It is well known in the subband filtering community that if the same FIR filters are used for reconstruction and decomposition, then symmetry and exact reconstruction are incompatible (except with the Haar wavelet). Therefore, with biorthogonal filters, two wavelets are introduced instead of just one:
One wavelet, $$\tilde{\psi}$$, is used in the analysis, and the coefficients of a signal s are
$${\tilde{c}}_{j,k}={\displaystyle \int s(x){\tilde{\psi}}_{j,k}(x)dx}$$
The other wavelet, ψ, is used in the synthesis:
$$s={\displaystyle \sum _{j,k}{\tilde{c}}_{j,k}}{\psi}_{j,k}$$
Furthermore, the two wavelets are related by duality in the
following sense:
$$\int {\tilde{\psi}}_{j,k}}(x){\psi}_{{j}^{\prime},{k}^{\prime}}(x)dx=0$$ as
soon as j ≠ j′ or k ≠
k′ and
$$\int {\tilde{\varphi}}_{0,k}}(x){\varphi}_{0,{k}^{\prime}}(x)dx=0$$ as soon as k ≠
k′.
It becomes apparent, as A. Cohen pointed out in his thesis (p. 110), that "the useful properties for analysis (e.g., oscillations, null moments) can be concentrated in the $$\tilde{\psi}$$ function; whereas, the interesting properties for synthesis (regularity) are assigned to the ψ function. The separation of these two tasks proves very useful."

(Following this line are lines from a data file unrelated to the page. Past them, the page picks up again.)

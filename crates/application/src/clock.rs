use domain::Timestamp;

pub trait Clock: Send + Sync {
    fn now(&self) -> Timestamp;
}

#[derive(Debug, Default)]
pub struct SystemClock;

impl Clock for SystemClock {
    fn now(&self) -> Timestamp {
        chrono::Utc::now()
    }
}
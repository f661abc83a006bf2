use serde::{Deserialize, Serialize};

/// 用户角色，封闭集合。
///
/// `Parent` 是非特权角色（咨询发起方），`Staff` 覆盖所有特权角色
/// （管理员、治疗师、内容管理员），由用户目录在查询时归并。
#[derive(Debug, Clone, Copy, PartialEq, Eq, Hash, Serialize, Deserialize)]
#[serde(rename_all = "snake_case")]
pub enum UserRole {
    Parent,
    Staff,
}

impl UserRole {
    pub fn is_staff(&self) -> bool {
        matches!(self, UserRole::Staff)
    }
}
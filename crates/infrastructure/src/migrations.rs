//! 内嵌数据库迁移

/// 编译期打包 `migrations/` 目录，启动时由 main 执行。
pub static MIGRATOR: sqlx::migrate::Migrator = sqlx::migrate!("../../migrations");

$$\tilde{\psi}$$ and ψ can have very different regularity properties, ψ being more regular than $$\tilde{\psi}$$.
The $$\tilde{\psi}$$, ψ, $$\tilde{\varphi}$$ and ϕ functions are zero outside a segment.
This example shows how to obtain the decompositition (analysis) and reconstruction (synthesis) filters for the 'bior3.5' wavelet.

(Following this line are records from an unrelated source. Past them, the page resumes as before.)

#[tokio::test]
async fn parent_typing_reaches_staff_rooms_only() {
    let bed = TestBed::new();
    let parent = bed.register(UserRole::Parent).await;
    let other_parent = bed.register(UserRole::Parent).await;
    let staff = bed.register(UserRole::Staff).await;
    let (mut staff_rx, _) = bed.connect(staff, UserRole::Staff).await;
    let (mut other_rx, _) = bed.connect(other_parent, UserRole::Parent).await;
    drain(&mut staff_rx);

    bed.service
        .typing(parent.into(), UserRole::Parent, None, true)
        .await;

    let staff_events = drain(&mut staff_rx);
    assert!(staff_events.iter().any(|e| matches!(
        e,
        ChannelEvent::UserTyping { user_id, is_typing: true } if *user_id == Uuid::from(parent)
    )));
    assert!(drain(&mut other_rx)
        .iter()
        .all(|e| !matches!(e, ChannelEvent::UserTyping { .. })));
}

#[tokio::test]
async fn staff_typing_without_receiver_is_dropped() {
    let bed = TestBed::new();
    let staff = bed.register(UserRole::Staff).await;
    let parent = bed.register(UserRole::Parent).await;
    let (mut parent_rx, _) = bed.connect(parent, UserRole::Parent).await;

    bed.service
        .typing(staff.into(), UserRole::Staff, None, true)
        .await;
    assert!(drain(&mut parent_rx).is_empty());

    bed.service
        .typing(staff.into(), UserRole::Staff, Some(parent.into()), true)
        .await;
    let events = drain(&mut parent_rx);
    assert!(events.iter().any(|e| matches!(
        e,
        ChannelEvent::StaffTyping { staff_id, is_typing: true } if *staff_id == Uuid::from(staff)
    )));
}

#[tokio::test]
async fn unread_counts_follow_role_scopes() {
    let bed = TestBed::new();
    let parent_a = bed.register(UserRole::Parent).await;
    let parent_b = bed.register(UserRole::Parent).await;
    let staff = bed.register(UserRole::Staff).await;

    // 两位家长来信进入员工池，员工回一条给 parent_a
    bed.service
        .send_message(parent_send(parent_a, "问题一"))
        .await
        .unwrap();
    bed.service
        .send_message(parent_send(parent_a, "问题二"))
        .await
        .unwrap();
    bed.service
        .send_message(parent_send(parent_b, "问题三"))
        .await
        .unwrap();
    bed.service
        .send_message(staff_send(staff, Some(parent_a), "回复"))
        .await
        .unwrap();

    assert_eq!(
        bed.service
            .unread_count(staff.into(), UserRole::Staff)
            .await
            .unwrap(),
        3
    );
    assert_eq!(
        bed.service
            .unread_count(parent_a.into(), UserRole::Parent)
            .await
            .unwrap(),
        1
    );
    assert_eq!(
        bed.service
            .unread_count(parent_b.into(), UserRole::Parent)
            .await
            .unwrap(),
        0
    );

    let mut by_parent = bed
        .service
        .unread_counts_by_parent(UserRole::Staff)
        .await
        .unwrap();
    by_parent.sort_by_key(|entry| entry.unread_count);
    assert_eq!(by_parent.len(), 2);
    assert_eq!(by_parent[0].user_id, Uuid::from(parent_b));
    assert_eq!(by_parent[0].unread_count, 1);
    assert_eq!(by_parent[1].user_id, Uuid::from(parent_a));
    assert_eq!(by_parent[1].unread_count, 2);
}

#[tokio::test]
async fn unread_counts_by_parent_rejects_parents() {
    let bed = TestBed::new();
    let result = bed.service.unread_counts_by_parent(UserRole::Parent).await;
    assert!(matches!(result, Err(ApplicationError::Unauthorized)));
}

#[tokio::test]
async fn parent_presence_is_broadcast_to_staff_only() {
    let bed = TestBed::new();
    let staff = bed.register(UserRole::Staff).await;
    let parent = bed.register(UserRole::Parent).await;
    let bystander = bed.register(UserRole::Parent).await;
    let (mut staff_rx, _) = bed.connect(staff, UserRole::Staff).await;
    let (mut bystander_rx, _) = bed.connect(bystander, UserRole::Parent).await;

    let (_parent_rx, connection_id) = bed.connect(parent, UserRole::Parent).await;
    bed.service.disconnect(parent, connection_id).await;

    let staff_events = drain(&mut staff_rx);
    assert!(staff_events.iter().any(|e| matches!(
        e,
        ChannelEvent::UserConnected { user_id, .. } if *user_id == Uuid::from(parent)
    )));
    assert!(staff_events.iter().any(|e| matches!(
        e,
        ChannelEvent::UserDisconnected { user_id, .. } if *user_id == Uuid::from(parent)
    )));
    assert!(drain(&mut bystander_rx).is_empty());
}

Determine the two scaling and wavelet filters associated with the 'bior3.5' wavelet.
[Rf,Df] = biorwavf('bior3.5');
[LoD,HiD,LoR,HiR] = biorfilt(Df,Rf);
Plot the filter impulse responses.
subplot(221); stem(LoD); title('Dec. low-pass filter bior3.5'); subplot(222); stem(HiD); title('Dec. high-pass filter bior3.5'); subplot(223); stem(LoR); title('Rec. low-pass filter bior3.5'); subplot(224); stem(HiR); title('Rec. high-pass filter bior3.5');
Demonstrate that autocorrelations at even lags are only zero for dual pairs of filters. Examine the autocorrelation sequence for the lowpass decomposition filter.
npad = 2*length(LoD)-1; LoDxcr = fftshift(ifft(abs(fft(LoD,npad)).^2)); lags = -floor(npad/2):floor(npad/2); figure; stem(lags,LoDxcr,'markerfacecolor',[0 0 1]) set(gca,'xtick',-10:2:10)

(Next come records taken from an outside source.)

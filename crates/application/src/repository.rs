//! 持久化端口
//!
//! 消息存取与用户目录的抽象，Postgres 实现位于 infrastructure。
//! `memory` 模块提供进程内实现，供服务层测试与接口层集成测试使用。

use async_trait::async_trait;
use domain::{Message, MessageId, MessageType, RepositoryError, Timestamp, UserId, UserRole};

/// 历史查询的可见范围。
#[derive(Debug, Clone, Copy, PartialEq, Eq)]
pub enum HistoryScope {
    /// 该用户参与的全部消息（家长视角：自己发出的 + 定向发给自己的）。
    Participant(UserId),
    /// 员工池全景：所有家长来信加上全部员工定向回复。
    StaffPool,
    /// 员工与指定家长之间的双向会话。
    Conversation { staff_id: UserId, parent_id: UserId },
}

/// 未读统计的口径。
#[derive(Debug, Clone, Copy, PartialEq, Eq)]
pub enum UnreadScope {
    /// 家长的未读：定向发给该家长且未读的消息。
    Parent(UserId),
    /// 员工的未读：发往员工池的消息加上定向发给该员工的消息。
    Staff(UserId),
}

/// 一页历史记录，按创建时间倒序。
#[derive(Debug, Clone, PartialEq)]
pub struct MessagePage {
    pub messages: Vec<Message>,
    pub total: u64,
    pub page: u32,
    pub limit: u32,
}

#[async_trait]
pub trait MessageRepository: Send + Sync {
    async fn create(&self, message: &Message) -> Result<(), RepositoryError>;

    /// 按 id 查找，软删除的消息同样返回，由调用方判定可见性。
    async fn find_by_id(&self, id: MessageId) -> Result<Option<Message>, RepositoryError>;

    async fn update(&self, message: &Message) -> Result<(), RepositoryError>;

    async fn chat_history(
        &self,
        scope: HistoryScope,
        page: u32,
        limit: u32,
    ) -> Result<MessagePage, RepositoryError>;

    /// 软删除范围内的全部消息，返回受影响条数。
    async fn soft_delete_history(
        &self,
        scope: HistoryScope,
        now: Timestamp,
    ) -> Result<u64, RepositoryError>;

    async fn count_unread(&self, scope: UnreadScope) -> Result<u64, RepositoryError>;

    /// 员工看板：按家长分组的未读家长来信数。
    async fn count_unread_by_parent(&self) -> Result<Vec<(UserId, u64)>, RepositoryError>;
}

/// 用户目录端口，身份数据由外部系统维护，这里只读角色。
#[async_trait]
pub trait UserDirectory: Send + Sync {
    async fn role_of(&self, user_id: UserId) -> Result<Option<UserRole>, RepositoryError>;
}

pub mod memory {
    use std::collections::HashMap;
    use std::sync::Arc;

    use tokio::sync::RwLock;

    use super::*;

    /// 进程内消息存储。
    #[derive(Default)]
    pub struct InMemoryMessageRepository {
        messages: RwLock<Vec<Message>>,
    }

    impl InMemoryMessageRepository {
        pub fn new() -> Arc<Self> {
            Arc::new(Self::default())
        }

        fn in_scope(message: &Message, scope: HistoryScope) -> bool {
            if message.message_type != MessageType::Direct {
                return false;
            }
            match scope {
                HistoryScope::Participant(user_id) => {
                    message.sender_id == user_id || message.receiver_id == Some(user_id)
                }
                HistoryScope::StaffPool => true,
                HistoryScope::Conversation {
                    staff_id,
                    parent_id,
                } => {
                    (message.sender_id == parent_id && message.receiver_id.is_none())
                        || (message.sender_id == staff_id
                            && message.receiver_id == Some(parent_id))
                        || (message.sender_id == parent_id
                            && message.receiver_id == Some(staff_id))
                }
            }
        }

        fn unread_in_scope(message: &Message, scope: UnreadScope) -> bool {
            if message.is_read || message.is_deleted() || message.message_type != MessageType::Direct
            {
                return false;
            }
            match scope {
                UnreadScope::Parent(user_id) => message.receiver_id == Some(user_id),
                UnreadScope::Staff(user_id) => {
                    message.receiver_id.is_none() || message.receiver_id == Some(user_id)
                }
            }
        }
    }

    #[async_trait]
    impl MessageRepository for InMemoryMessageRepository {
        async fn create(&self, message: &Message) -> Result<(), RepositoryError> {
            self.messages.write().await.push(message.clone());
            Ok(())
        }

        async fn find_by_id(&self, id: MessageId) -> Result<Option<Message>, RepositoryError> {
            Ok(self
                .messages
                .read()
                .await
                .iter()
                .find(|m| m.id == id)
                .cloned())
        }

        async fn update(&self, message: &Message) -> Result<(), RepositoryError> {
            let mut messages = self.messages.write().await;
            match messages.iter_mut().find(|m| m.id == message.id) {
                Some(slot) => {
                    *slot = message.clone();
                    Ok(())
                }
                None => Err(RepositoryError::NotFound),
            }
        }

        async fn chat_history(
            &self,
            scope: HistoryScope,
            page: u32,
            limit: u32,
        ) -> Result<MessagePage, RepositoryError> {
            let messages = self.messages.read().await;
            let mut matched: Vec<Message> = messages
                .iter()
                .filter(|m| !m.is_deleted() && Self::in_scope(m, scope))
                .cloned()
                .collect();
            matched.sort_by(|a, b| b.created_at.cmp(&a.created_at));

            let total = matched.len() as u64;
            let offset = (page.saturating_sub(1) as usize) * limit as usize;
            let messages = matched
                .into_iter()
                .skip(offset)
                .take(limit as usize)
                .collect();
            Ok(MessagePage {
                messages,
                total,
                page,
                limit,
            })
        }

        async fn soft_delete_history(
            &self,
            scope: HistoryScope,
            now: Timestamp,
        ) -> Result<u64, RepositoryError> {
            let mut messages = self.messages.write().await;
            let mut affected = 0;
            for message in messages.iter_mut() {
                if !message.is_deleted() && Self::in_scope(message, scope) {
                    message.mark_deleted(now);
                    affected += 1;
                }
            }
            Ok(affected)
        }

        async fn count_unread(&self, scope: UnreadScope) -> Result<u64, RepositoryError> {
            Ok(self
                .messages
                .read()
                .await
                .iter()
                .filter(|m| Self::unread_in_scope(m, scope))
                .count() as u64)
        }

        async fn count_unread_by_parent(&self) -> Result<Vec<(UserId, u64)>, RepositoryError> {
            let messages = self.messages.read().await;
            let mut counts: HashMap<UserId, u64> = HashMap::new();
            for message in messages
                .iter()
                .filter(|m| {
                    m.message_type == MessageType::Direct
                        && !m.is_read
                        && !m.is_deleted()
                        && m.receiver_id.is_none()
                })
            {
                *counts.entry(message.sender_id).or_insert(0) += 1;
            }
            Ok(counts.into_iter().collect())
        }
    }

    /// 固定角色表的用户目录。
    #[derive(Default)]
    pub struct StaticUserDirectory {
        roles: RwLock<HashMap<UserId, UserRole>>,
    }

    impl StaticUserDirectory {
        pub fn new() -> Arc<Self> {
            Arc::new(Self::default())
        }

        pub async fn insert(&self, user_id: UserId, role: UserRole) {
            self.roles.write().await.insert(user_id, role);
        }
    }

    #[async_trait]
    impl UserDirectory for StaticUserDirectory {
        async fn role_of(&self, user_id: UserId) -> Result<Option<UserRole>, RepositoryError> {
            Ok(self.roles.read().await.get(&user_id).copied())
        }
    }
}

Examine the cross correlation sequence for the lowpass decomposition and synthesis filters. Compare the result with the preceding figure.
npad = 2*length(LoD)-1; xcr = fftshift(ifft(fft(LoD,npad).*conj(fft(LoR,npad)))); lags = -floor(npad/2):floor(npad/2); stem(lags,xcr,'markerfacecolor',[0 0 1]) set(gca,'xtick',-10:2:10)
Compare the transfer functions of the analysis and synthesis scaling and wavelet filters
dftLoD = fft(LoD,64); dftLoD = dftLoD(1:length(dftLoD)/2+1); dftHiD= fft(HiD,64); dftHiD = dftHiD(1:length(dftHiD)/2+1); dftLoR = fft(LoR,64); dftLoR = dftLoR(1:length(dftLoR)/2+1); dftHiR = fft(HiR,64); dftHiR = dftHiR(1:length(dftHiR)/2+1); df = (2*pi)/64; freqvec = 0:df:pi; subplot(211); plot(freqvec,abs(dftLoD),freqvec,abs(dftHiD),'r'); axis tight; title('Transfer modulus for dec. filters') subplot(212); plot(freqvec,abs(dftLoR),freqvec,abs(dftHiR),'r'); axis tight; title('Transfer modulus for rec. filters')